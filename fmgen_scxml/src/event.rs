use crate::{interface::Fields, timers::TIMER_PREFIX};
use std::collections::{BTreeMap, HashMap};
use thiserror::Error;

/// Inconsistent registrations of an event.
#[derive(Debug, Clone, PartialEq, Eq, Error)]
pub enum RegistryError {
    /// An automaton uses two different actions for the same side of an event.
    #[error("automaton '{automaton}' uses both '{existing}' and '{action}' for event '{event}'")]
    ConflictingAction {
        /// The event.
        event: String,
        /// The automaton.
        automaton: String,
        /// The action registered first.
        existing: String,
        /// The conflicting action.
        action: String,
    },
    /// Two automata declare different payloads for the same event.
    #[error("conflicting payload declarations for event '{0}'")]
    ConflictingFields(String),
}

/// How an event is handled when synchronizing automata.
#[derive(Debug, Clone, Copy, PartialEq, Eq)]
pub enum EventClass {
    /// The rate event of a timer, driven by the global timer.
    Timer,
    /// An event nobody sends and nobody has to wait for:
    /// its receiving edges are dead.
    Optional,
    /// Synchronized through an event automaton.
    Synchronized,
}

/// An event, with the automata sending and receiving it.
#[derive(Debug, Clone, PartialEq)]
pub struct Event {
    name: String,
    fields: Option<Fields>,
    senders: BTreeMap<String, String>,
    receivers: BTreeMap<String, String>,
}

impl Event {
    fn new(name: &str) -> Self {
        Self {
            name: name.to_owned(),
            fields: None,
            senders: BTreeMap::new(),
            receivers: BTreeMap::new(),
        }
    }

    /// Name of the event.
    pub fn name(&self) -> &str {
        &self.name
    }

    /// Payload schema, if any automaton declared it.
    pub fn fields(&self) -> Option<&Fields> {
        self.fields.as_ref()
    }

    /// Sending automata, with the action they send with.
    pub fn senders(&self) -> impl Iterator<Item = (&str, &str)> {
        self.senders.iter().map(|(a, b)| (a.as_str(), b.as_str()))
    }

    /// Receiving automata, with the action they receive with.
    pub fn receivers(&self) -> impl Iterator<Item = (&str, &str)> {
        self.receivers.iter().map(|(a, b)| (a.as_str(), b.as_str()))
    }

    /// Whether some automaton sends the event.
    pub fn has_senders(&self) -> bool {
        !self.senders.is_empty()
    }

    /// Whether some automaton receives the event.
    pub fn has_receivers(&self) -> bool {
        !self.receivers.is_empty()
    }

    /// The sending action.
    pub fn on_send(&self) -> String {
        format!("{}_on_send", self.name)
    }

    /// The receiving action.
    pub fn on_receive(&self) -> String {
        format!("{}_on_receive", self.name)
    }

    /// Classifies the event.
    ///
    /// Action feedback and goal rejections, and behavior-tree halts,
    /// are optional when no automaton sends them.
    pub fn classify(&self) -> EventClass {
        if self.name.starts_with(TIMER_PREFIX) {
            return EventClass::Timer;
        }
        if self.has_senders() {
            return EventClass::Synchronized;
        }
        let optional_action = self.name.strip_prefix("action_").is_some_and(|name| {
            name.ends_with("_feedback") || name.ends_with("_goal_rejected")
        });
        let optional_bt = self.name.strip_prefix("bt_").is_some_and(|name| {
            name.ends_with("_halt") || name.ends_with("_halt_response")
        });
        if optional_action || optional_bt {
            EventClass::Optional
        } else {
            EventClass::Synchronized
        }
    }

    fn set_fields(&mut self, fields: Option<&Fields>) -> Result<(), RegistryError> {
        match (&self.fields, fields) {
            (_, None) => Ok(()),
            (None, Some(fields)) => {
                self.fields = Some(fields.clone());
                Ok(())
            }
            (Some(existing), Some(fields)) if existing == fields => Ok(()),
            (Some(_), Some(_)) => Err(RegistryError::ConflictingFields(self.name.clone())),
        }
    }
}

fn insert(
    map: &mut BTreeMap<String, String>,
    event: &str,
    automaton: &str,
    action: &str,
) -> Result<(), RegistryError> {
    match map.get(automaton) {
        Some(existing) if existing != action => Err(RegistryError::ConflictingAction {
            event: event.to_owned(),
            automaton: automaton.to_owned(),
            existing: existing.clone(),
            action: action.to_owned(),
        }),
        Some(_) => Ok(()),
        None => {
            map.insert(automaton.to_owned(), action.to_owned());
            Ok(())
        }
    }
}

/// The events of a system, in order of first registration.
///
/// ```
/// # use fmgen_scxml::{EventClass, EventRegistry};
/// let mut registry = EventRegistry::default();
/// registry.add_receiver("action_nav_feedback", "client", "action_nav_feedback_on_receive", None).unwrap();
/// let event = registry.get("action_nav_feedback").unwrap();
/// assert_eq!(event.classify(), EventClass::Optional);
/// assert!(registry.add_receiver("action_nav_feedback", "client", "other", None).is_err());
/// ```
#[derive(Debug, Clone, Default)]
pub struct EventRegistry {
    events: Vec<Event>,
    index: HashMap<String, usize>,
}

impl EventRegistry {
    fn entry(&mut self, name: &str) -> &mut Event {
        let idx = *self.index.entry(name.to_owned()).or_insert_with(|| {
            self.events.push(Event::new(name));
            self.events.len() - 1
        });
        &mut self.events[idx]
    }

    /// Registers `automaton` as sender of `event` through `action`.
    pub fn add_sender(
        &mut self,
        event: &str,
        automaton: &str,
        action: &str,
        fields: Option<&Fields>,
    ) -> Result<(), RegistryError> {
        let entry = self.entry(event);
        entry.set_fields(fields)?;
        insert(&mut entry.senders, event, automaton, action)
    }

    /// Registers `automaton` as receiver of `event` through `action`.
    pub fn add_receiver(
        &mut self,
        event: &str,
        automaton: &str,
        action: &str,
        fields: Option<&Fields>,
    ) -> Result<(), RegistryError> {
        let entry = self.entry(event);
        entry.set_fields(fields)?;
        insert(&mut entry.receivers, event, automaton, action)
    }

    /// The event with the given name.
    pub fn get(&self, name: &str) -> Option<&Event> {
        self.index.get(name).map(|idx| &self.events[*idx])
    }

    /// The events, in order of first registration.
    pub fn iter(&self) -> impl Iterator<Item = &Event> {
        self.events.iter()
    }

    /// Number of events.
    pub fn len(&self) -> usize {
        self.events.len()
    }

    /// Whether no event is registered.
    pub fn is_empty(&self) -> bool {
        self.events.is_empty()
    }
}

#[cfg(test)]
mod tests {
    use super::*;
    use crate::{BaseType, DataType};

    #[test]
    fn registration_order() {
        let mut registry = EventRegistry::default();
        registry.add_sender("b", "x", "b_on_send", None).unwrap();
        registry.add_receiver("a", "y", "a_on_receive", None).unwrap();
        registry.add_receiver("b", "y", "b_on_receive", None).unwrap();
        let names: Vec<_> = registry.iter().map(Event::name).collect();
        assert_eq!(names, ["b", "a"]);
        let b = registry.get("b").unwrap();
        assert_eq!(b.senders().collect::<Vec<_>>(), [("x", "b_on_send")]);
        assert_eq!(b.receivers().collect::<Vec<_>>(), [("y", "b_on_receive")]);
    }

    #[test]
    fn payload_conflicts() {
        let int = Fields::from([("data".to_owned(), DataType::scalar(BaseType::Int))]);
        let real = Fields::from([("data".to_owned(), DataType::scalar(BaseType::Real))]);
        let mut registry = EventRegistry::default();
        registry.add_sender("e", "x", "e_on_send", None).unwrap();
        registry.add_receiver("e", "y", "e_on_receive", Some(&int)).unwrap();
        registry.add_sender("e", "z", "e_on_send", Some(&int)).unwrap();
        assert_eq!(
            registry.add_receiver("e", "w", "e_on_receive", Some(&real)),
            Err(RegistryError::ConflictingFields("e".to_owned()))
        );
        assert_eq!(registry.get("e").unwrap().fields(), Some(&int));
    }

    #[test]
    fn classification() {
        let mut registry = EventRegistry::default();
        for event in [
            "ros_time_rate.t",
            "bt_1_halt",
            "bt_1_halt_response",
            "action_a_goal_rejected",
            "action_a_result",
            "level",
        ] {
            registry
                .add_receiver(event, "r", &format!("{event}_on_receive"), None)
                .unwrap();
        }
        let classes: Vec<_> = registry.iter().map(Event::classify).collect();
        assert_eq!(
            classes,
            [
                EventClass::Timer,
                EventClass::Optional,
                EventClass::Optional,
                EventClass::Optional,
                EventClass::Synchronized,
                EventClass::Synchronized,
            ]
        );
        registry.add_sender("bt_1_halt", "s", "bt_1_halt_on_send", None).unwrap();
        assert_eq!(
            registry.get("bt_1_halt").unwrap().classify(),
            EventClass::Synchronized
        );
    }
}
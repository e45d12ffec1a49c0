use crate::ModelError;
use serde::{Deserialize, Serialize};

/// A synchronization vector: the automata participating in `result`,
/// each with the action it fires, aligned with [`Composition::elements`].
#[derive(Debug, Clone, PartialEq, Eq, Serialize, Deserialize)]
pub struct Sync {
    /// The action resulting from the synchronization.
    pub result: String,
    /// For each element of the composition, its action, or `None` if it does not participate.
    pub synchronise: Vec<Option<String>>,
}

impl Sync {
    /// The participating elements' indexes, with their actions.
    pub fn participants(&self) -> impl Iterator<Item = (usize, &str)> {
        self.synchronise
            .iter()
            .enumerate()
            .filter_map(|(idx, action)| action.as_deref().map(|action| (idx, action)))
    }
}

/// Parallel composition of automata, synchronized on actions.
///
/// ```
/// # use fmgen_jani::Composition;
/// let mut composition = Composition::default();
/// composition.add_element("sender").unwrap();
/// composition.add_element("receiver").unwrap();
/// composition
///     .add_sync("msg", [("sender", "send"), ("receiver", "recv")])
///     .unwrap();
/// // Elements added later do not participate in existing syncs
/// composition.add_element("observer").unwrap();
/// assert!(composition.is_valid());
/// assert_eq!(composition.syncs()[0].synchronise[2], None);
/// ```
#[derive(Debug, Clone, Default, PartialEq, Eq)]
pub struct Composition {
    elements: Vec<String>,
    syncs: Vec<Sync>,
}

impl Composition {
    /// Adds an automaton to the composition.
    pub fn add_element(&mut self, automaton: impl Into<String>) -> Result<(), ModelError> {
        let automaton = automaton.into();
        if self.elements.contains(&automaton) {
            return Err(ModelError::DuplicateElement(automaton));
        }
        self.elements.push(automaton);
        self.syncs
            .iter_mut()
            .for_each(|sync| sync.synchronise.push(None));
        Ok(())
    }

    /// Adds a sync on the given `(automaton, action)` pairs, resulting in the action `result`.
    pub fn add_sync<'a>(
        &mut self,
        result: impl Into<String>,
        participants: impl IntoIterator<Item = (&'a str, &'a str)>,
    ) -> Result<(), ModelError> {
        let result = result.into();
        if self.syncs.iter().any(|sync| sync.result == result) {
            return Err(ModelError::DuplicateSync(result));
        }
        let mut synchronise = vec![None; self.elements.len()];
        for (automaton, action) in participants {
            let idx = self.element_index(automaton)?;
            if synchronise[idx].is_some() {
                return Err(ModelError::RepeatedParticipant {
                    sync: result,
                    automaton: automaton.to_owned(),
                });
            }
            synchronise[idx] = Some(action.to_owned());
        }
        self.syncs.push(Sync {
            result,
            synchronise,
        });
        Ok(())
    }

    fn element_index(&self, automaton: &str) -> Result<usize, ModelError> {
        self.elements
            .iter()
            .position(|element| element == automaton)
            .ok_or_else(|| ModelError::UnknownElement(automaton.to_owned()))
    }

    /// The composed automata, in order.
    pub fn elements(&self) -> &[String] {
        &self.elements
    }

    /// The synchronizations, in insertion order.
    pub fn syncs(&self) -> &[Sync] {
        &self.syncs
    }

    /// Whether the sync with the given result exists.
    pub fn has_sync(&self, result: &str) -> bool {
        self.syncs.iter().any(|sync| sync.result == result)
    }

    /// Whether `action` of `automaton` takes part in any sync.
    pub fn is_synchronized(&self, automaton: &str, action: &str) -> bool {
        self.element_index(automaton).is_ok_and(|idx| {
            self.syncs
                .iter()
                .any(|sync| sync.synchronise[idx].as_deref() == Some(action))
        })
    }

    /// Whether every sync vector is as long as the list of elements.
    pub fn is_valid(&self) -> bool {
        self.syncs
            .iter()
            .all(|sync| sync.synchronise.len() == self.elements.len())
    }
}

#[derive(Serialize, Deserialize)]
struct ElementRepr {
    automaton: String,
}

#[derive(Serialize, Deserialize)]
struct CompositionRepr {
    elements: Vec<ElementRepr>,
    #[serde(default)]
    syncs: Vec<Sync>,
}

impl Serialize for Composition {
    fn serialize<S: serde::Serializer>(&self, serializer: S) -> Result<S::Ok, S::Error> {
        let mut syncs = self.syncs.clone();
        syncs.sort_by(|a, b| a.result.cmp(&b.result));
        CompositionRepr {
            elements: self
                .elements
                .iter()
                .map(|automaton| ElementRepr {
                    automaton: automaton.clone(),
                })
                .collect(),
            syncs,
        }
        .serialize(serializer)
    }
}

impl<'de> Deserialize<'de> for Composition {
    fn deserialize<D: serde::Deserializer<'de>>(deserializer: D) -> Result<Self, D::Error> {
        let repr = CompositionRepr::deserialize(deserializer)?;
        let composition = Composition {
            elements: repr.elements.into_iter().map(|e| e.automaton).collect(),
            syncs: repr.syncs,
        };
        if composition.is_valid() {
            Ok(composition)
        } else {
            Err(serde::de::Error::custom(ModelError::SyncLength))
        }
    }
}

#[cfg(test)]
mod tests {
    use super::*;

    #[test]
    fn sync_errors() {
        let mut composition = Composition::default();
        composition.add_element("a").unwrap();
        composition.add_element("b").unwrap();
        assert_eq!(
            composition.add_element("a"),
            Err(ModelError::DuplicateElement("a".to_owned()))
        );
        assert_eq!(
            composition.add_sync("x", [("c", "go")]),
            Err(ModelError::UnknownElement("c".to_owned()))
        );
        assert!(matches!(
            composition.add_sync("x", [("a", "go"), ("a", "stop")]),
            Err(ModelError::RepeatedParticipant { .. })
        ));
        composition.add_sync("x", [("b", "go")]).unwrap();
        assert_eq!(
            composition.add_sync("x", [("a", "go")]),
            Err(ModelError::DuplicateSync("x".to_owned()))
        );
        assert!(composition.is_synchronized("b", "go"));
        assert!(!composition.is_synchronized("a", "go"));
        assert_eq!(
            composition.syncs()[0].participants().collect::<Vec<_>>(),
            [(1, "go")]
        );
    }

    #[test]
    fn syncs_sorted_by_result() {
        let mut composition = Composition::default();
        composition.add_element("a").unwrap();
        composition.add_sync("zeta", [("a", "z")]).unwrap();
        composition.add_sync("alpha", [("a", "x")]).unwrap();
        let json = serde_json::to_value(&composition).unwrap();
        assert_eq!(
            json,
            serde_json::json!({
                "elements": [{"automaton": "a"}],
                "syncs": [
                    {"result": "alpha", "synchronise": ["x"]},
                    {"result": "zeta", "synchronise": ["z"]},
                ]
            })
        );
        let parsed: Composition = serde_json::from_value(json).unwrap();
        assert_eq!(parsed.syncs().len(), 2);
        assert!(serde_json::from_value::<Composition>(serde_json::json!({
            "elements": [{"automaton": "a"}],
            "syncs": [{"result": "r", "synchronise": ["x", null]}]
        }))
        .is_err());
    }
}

**********

» What the task requires: Say, as a bare number, how many lines above contain the word "existing".

» Exercise response: 6